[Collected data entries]
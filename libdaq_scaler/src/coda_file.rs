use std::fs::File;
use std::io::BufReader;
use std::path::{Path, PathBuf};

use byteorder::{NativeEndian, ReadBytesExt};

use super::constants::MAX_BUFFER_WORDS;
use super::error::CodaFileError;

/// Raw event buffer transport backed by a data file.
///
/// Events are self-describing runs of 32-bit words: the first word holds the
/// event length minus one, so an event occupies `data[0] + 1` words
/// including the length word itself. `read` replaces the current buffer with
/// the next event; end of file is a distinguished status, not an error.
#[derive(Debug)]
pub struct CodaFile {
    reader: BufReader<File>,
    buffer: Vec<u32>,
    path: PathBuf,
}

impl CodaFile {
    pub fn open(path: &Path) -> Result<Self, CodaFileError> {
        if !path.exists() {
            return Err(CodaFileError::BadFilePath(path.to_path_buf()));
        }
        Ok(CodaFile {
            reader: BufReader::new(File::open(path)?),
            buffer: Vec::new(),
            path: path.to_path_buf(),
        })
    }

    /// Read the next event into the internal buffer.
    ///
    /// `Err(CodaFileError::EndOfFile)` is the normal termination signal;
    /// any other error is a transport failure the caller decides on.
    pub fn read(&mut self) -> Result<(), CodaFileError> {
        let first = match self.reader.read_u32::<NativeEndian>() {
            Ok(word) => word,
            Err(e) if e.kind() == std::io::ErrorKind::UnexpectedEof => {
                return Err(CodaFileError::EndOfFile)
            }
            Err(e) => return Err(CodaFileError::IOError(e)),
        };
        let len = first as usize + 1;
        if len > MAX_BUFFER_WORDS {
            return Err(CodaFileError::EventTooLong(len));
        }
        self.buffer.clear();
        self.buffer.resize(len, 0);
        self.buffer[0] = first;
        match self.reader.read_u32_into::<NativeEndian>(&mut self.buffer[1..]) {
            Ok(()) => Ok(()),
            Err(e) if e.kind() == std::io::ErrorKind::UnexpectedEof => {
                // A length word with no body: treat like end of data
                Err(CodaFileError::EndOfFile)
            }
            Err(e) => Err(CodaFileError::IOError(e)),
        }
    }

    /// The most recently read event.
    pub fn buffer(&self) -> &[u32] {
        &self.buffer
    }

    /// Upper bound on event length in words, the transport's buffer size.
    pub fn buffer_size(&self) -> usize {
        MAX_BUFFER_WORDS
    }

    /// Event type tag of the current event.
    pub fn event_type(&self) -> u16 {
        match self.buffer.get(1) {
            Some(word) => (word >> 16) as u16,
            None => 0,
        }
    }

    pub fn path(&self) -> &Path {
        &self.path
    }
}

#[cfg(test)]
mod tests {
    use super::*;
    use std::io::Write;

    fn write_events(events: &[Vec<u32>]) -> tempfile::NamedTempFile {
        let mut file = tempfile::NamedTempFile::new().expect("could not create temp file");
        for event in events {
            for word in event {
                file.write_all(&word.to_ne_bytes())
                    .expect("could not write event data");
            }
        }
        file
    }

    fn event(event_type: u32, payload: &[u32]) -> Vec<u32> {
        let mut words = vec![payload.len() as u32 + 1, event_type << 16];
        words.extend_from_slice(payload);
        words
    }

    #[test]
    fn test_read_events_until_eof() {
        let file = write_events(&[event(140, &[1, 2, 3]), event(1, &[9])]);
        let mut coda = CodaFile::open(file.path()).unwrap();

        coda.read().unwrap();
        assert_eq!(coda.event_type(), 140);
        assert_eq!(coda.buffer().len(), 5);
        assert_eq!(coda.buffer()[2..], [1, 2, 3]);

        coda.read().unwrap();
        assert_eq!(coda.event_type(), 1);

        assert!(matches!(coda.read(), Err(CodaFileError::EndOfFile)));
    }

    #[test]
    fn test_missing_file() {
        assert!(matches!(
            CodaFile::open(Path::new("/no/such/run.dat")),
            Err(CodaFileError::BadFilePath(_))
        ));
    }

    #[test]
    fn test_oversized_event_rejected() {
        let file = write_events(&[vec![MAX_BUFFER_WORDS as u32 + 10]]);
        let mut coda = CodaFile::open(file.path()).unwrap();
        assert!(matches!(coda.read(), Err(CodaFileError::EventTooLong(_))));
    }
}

# What the task requires:
The line containing "event length minus" marks the end: copy exactly every line from the top of the data above down to it, that line included.

# Response:
filename libdaq_scaler/src/coda_file.rs
use std::fs::File;
use std::io::BufReader;
use std::path::{Path, PathBuf};

use byteorder::{NativeEndian, ReadBytesExt};

use super::constants::MAX_BUFFER_WORDS;
use super::error::CodaFileError;

/// Raw event buffer transport backed by a data file.
///
/// Events are self-describing runs of 32-bit words: the first word holds the
/// event length minus one, so an event occupies `data[0] + 1` words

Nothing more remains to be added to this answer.